At one point earlier this summer, Shivers’ ICU ward had only one COVID-19 patient.
“We saw the light and could almost put our finger on it, almost,” she said. “Then the floodgates just opened up.”
In Georgia, COVID-19 hospitalizations reached their peak just before Labor Day and had declined some 10% by Sept. 13. But deaths are still sharply inclining: they doubled in August and are on track to double again in September.
Despite that, all of the frontline workers interviewed said they still see their work as their calling.
“I go home and vent my frustrations at the end of the day, but I’ll come back to work and do the same thing over and over again because this is the job I chose and this is the profession I love,” said Shivers. “It is frustrating and it’s tiresome but it’s what we do.”

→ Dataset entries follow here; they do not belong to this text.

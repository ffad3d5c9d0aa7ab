pub mod connection;
pub mod headless;

use anyhow::Result;
use chromiumoxide::{Browser, Page};

use crate::config::Config;

pub use connection::{connect_to_browser, open_page};
pub use headless::launch_browser;

/// 按配置连接或启动浏览器
pub async fn acquire_browser(config: &Config) -> Result<(Browser, Page)> {
    if config.launch_browser {
        launch_browser(config).await
    } else {
        connect_to_browser(config.browser_debug_port, None).await
    }
}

But staff is still bracing for what could be a difficult next few months, especially at Memorial Health’s Dwaine & Cynthia Willett Children’s Hospital. Dr. Michael Bossak, a pediatrician there, is concerned that seasonal flu could stretch a workforce already overloaded with a deluge of respiratory illnesses and a growing number of COVID-19 cases among children.
“It’s one of those things where we look at the numbers and think that we have enough to take care of everybody, but we’ll never know until we get there,” Bossak said. “COVID is this unknown.”